4. Femmes en âge de procréer (définies comme toutes les femmes physiologiquement capables de devenir enceintes) et hommes qui ne veulent pas ou ne peuvent pas utiliser une contraception efficace pendant l'étude et jusqu'à 2 mois après l'administration du médicament (environ 5 demi-vies). Une contraception efficace est définie par l'utilisation de deux des méthodes de contraception suivantes :

   • Méthode barrière : préservatif ou cape occlusive (diaphragme ou capes cervicales).
   • Stérilisation féminine : avoir subi une ovariectomie bilatérale chirurgicale (avec ou sans hystérectomie) ou une ligature des trompes au moins six semaines avant de prendre le traitement de l'étude. En cas d'ovariectomie seule, uniquement lorsque l'état reproducteur de la femme a été confirmé par une évaluation de suivi du taux d'hormones.
   • Stérilisation masculine
   • Utilisation de méthodes de contraception hormonales établies, orales, injectées ou implantées,
   • Utilisation d'un dispositif intra-utérin ou d'un système intra-utérin.
5. Don de sang d'environ 500 ml dans les 56 jours précédant l'administration du jour 1 et pour la durée de l'étude.
6. Un dépistage de drogue dans l'urine positif au dépistage et au jour -1.
7. Antécédents de consommation régulière d'alcool dépassant 14 verres/semaine pour les femmes ou 21 verres/semaine pour les hommes (1 verre = 100 ml de vin ou 360 ml de bière ou 45 ml d'alcool fort) dans les 6 mois suivant le dépistage.
8. Utilisation de produits contenant du tabac ou de la nicotine (y compris les cigarettes électroniques) à tout moment dans les six mois précédant le dépistage et pendant la durée de l'étude.
9. Antécédents d'hypersensibilité à l'un des produits biologiques à l'étude, aux médicaments ou à des médicaments de classes chimiques similaires.
10. Antécédents de malignité de tout système organique, traité ou non traité, au cours des 5 dernières années, qu'il existe ou non des signes de récidive locale ou de métastases.
11. Antécédents ou complication de tuberculose.
12. Présente une anomalie cliniquement significative sur la radiographie pulmonaire de dépistage qui, de l'avis de l'investigateur, pourrait affecter la sécurité du sujet ou sa capacité à participer à l'étude ; y compris, mais sans s'y limiter, la preuve d'une exposition antérieure à la tuberculose.
13. Antécédents de maladies d'immunodéficience, y compris un résultat positif au test du virus de l'immunodéficience humaine (VIH) lors du dépistage.
14. Résultat positif du test de l'hépatite B ou de l'hépatite C lors du dépistage
15. Antécédents récents (au cours des 3 dernières années) et/ou récurrents de maladie pulmonaire bronchospastique aiguë ou chronique (y compris l'asthme et la maladie pulmonaire obstructive chronique, traitée ou non traitée).
16. Utilisation de vaccins vivants (atténués) dans les 3 mois précédant le jour 1 de l'étude ou à tout moment de l'étude.
17. Preuve de tuberculose latente par dépistage QuantiFERON.

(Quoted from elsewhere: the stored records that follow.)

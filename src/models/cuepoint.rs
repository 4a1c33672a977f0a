use serde::{Deserialize, Serialize};

/// An ad insertion point
#[derive(Debug, Clone, Copy, Default, PartialEq, Eq, Serialize, Deserialize)]
#[serde(default)]
pub struct Cuepoint {
    /// Position in milliseconds
    pub timecode: u64,
    pub ads_max_count: u32,
}

#[derive(Debug, Deserialize)]
pub(crate) struct CuepointsResponse {
    #[serde(default)]
    pub cuepoints: Vec<Cuepoint>,
}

18. Utilisation de l'un des éléments suivants, sauf accord comme non cliniquement pertinent par l'investigateur et le commanditaire :

    1. Médicaments sur ordonnance dans les quatre semaines précédant le dosage du jour 1
    2. Médicaments en vente libre (hors paracétamol) dans les 7 jours précédant le jour du traitement. L'utilisation du paracétamol doit être limitée à 2 g par jour et pas plus de trois jours d'utilisation dans les quatre semaines précédant l'administration le jour 1.
    3. Vitaminothérapie ou compléments alimentaires dans les sept jours précédant l'administration du jour 1 et pendant toute la durée de l'étude
    4. Suppléments à base de plantes dans les 28 jours précédant l'administration du jour 1 et pendant toute la durée de l'étude.